● Data in this exercise
________________________________________
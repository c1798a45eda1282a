#![deny(unsafe_code)]

use std::collections::BTreeMap;
use std::io::Read;
use std::path::Path;

use pbp_model::{BpType, Sex};
use tracing::debug;

use crate::error::StandardsError;
use crate::table::{AgeGroup, HeightBand, ReferenceTable};

pub const AGE_COLUMN: &str = "Age (y)";
pub const DATA_COLUMN: &str = "Data";

/// Row discriminator in the `Data` column.
#[derive(Debug, Clone, Copy, PartialEq, Eq)]
enum Metric {
    Height,
    P50,
    P95,
}

impl Metric {
    fn parse(raw: &str) -> Option<Self> {
        match raw.trim().to_lowercase().as_str() {
            "height (cm)" | "height" => Some(Metric::Height),
            "50th" => Some(Metric::P50),
            "95th" => Some(Metric::P95),
            _ => None,
        }
    }

    fn as_str(self) -> &'static str {
        match self {
            Metric::Height => "Height (cm)",
            Metric::P50 => "50th",
            Metric::P95 => "95th",
        }
    }
}

#[derive(Debug, Default)]
struct RawGroup {
    height: Option<Vec<Option<f64>>>,
    p50: Option<Vec<Option<f64>>>,
    p95: Option<Vec<Option<f64>>>,
}

impl RawGroup {
    fn slot(&mut self, metric: Metric) -> &mut Option<Vec<Option<f64>>> {
        match metric {
            Metric::Height => &mut self.height,
            Metric::P50 => &mut self.p50,
            Metric::P95 => &mut self.p95,
        }
    }
}

pub fn parse_reference_csv(
    path: &Path,
    sex: Sex,
    bp_type: BpType,
) -> Result<ReferenceTable, StandardsError> {
    let bytes = std::fs::read(path).map_err(|e| StandardsError::io(path, e))?;
    let source = path
        .file_name()
        .and_then(|name| name.to_str())
        .map(str::to_string)
        .unwrap_or_else(|| path.display().to_string());
    parse_reference_reader(bytes.as_slice(), &source, sex, bp_type).map_err(|e| match e {
        StandardsError::Csv { message, .. } => StandardsError::Csv {
            path: path.to_path_buf(),
            message,
        },
        other => other,
    })
}

/// Parse a reference table from any reader. `source` names the table in
/// error messages.
pub fn parse_reference_reader<R: Read>(
    reader: R,
    source: &str,
    sex: Sex,
    bp_type: BpType,
) -> Result<ReferenceTable, StandardsError> {
    let csv_error = |message: String| StandardsError::Csv {
        path: source.into(),
        message,
    };

    let mut reader = csv::ReaderBuilder::new()
        .has_headers(true)
        .trim(csv::Trim::All)
        .from_reader(reader);
    let headers: Vec<String> = reader
        .headers()
        .map_err(|e| csv_error(e.to_string()))?
        .iter()
        .map(|h| h.trim_matches('\u{feff}').trim().to_string())
        .collect();

    let position = |name: &str| headers.iter().position(|h| h.eq_ignore_ascii_case(name));
    let age_idx = position(AGE_COLUMN)
        .ok_or_else(|| StandardsError::invalid_table(source, format!("missing {AGE_COLUMN} column")))?;
    let data_idx = position(DATA_COLUMN)
        .ok_or_else(|| StandardsError::invalid_table(source, format!("missing {DATA_COLUMN} column")))?;
    let band_columns: Vec<(usize, &str)> = headers
        .iter()
        .enumerate()
        .filter(|(idx, _)| *idx != age_idx && *idx != data_idx)
        .map(|(idx, label)| (idx, label.as_str()))
        .collect();
    if band_columns.is_empty() {
        return Err(StandardsError::invalid_table(source, "no height band columns"));
    }

    let mut raw: BTreeMap<u8, RawGroup> = BTreeMap::new();
    for (line, record) in reader.records().enumerate() {
        let record = record.map_err(|e| csv_error(e.to_string()))?;
        let row_number = line + 2;
        let data = record.get(data_idx).unwrap_or("");
        let Some(metric) = Metric::parse(data) else {
            debug!(table = source, row = row_number, data, "skipping unused metric row");
            continue;
        };
        let age = parse_age(record.get(age_idx).unwrap_or(""))
            .map_err(|message| StandardsError::invalid_table(source, format!("row {row_number}: {message}")))?;

        let mut values = Vec::with_capacity(band_columns.len());
        for (idx, label) in &band_columns {
            let cell = record.get(*idx).unwrap_or("");
            let value = parse_cell(cell).map_err(|message| {
                StandardsError::invalid_table(
                    source,
                    format!("row {row_number} column '{label}': {message}"),
                )
            })?;
            values.push(value);
        }

        let slot = raw.entry(age).or_default().slot(metric);
        if slot.is_some() {
            return Err(StandardsError::invalid_table(
                source,
                format!("age {age} has more than one '{}' row", metric.as_str()),
            ));
        }
        *slot = Some(values);
    }

    let mut groups = Vec::with_capacity(raw.len());
    for (age, group) in raw {
        groups.push(build_group(source, age, group, &band_columns)?);
    }
    ReferenceTable::new(sex, bp_type, source, groups)
}

fn build_group(
    source: &str,
    age: u8,
    group: RawGroup,
    band_columns: &[(usize, &str)],
) -> Result<AgeGroup, StandardsError> {
    let missing = |metric: Metric| {
        StandardsError::invalid_table(
            source,
            format!("age {age} is missing the '{}' row", metric.as_str()),
        )
    };
    let heights = group.height.ok_or_else(|| missing(Metric::Height))?;
    let p50 = group.p50.ok_or_else(|| missing(Metric::P50))?;
    let p95 = group.p95.ok_or_else(|| missing(Metric::P95))?;

    let mut bands = Vec::new();
    for (pos, (_, label)) in band_columns.iter().enumerate() {
        // An empty height cell means the band does not exist for this age.
        let Some(height_cm) = heights[pos] else {
            continue;
        };
        let (Some(bp_50), Some(bp_95)) = (p50[pos], p95[pos]) else {
            return Err(StandardsError::invalid_table(
                source,
                format!("age {age} band '{label}' has a height but no 50th/95th value"),
            ));
        };
        bands.push(HeightBand::new(*label, height_cm, bp_50, bp_95));
    }
    AgeGroup::new(age, bands).map_err(|message| StandardsError::invalid_table(source, message))
}

fn parse_age(raw: &str) -> Result<u8, String> {
    let value: f64 = raw
        .trim()
        .parse()
        .map_err(|_| format!("invalid age '{raw}'"))?;
    if value.fract() != 0.0 || !(0.0..=f64::from(u8::MAX)).contains(&value) {
        return Err(format!("age '{raw}' is not a whole number of years"));
    }
    Ok(value as u8)
}

fn parse_cell(raw: &str) -> Result<Option<f64>, String> {
    let trimmed = raw.trim();
    if trimmed.is_empty() {
        return Ok(None);
    }
    let value: f64 = trimmed
        .parse()
        .map_err(|_| format!("'{trimmed}' is not a number"))?;
    if !value.is_finite() {
        return Err(format!("'{trimmed}' is not a finite number"));
    }
    Ok(Some(value))
}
________________________________________
● How to complete this task
Lines containing the word "Option" must be found in the data above and copied.

● Written solution
    fn parse(raw: &str) -> Option<Self> {
    height: Option<Vec<Option<f64>>>,
    p50: Option<Vec<Option<f64>>>,
    p95: Option<Vec<Option<f64>>>,
    fn slot(&mut self, metric: Metric) -> &mut Option<Vec<Option<f64>>> {
fn parse_cell(raw: &str) -> Result<Option<f64>, String> {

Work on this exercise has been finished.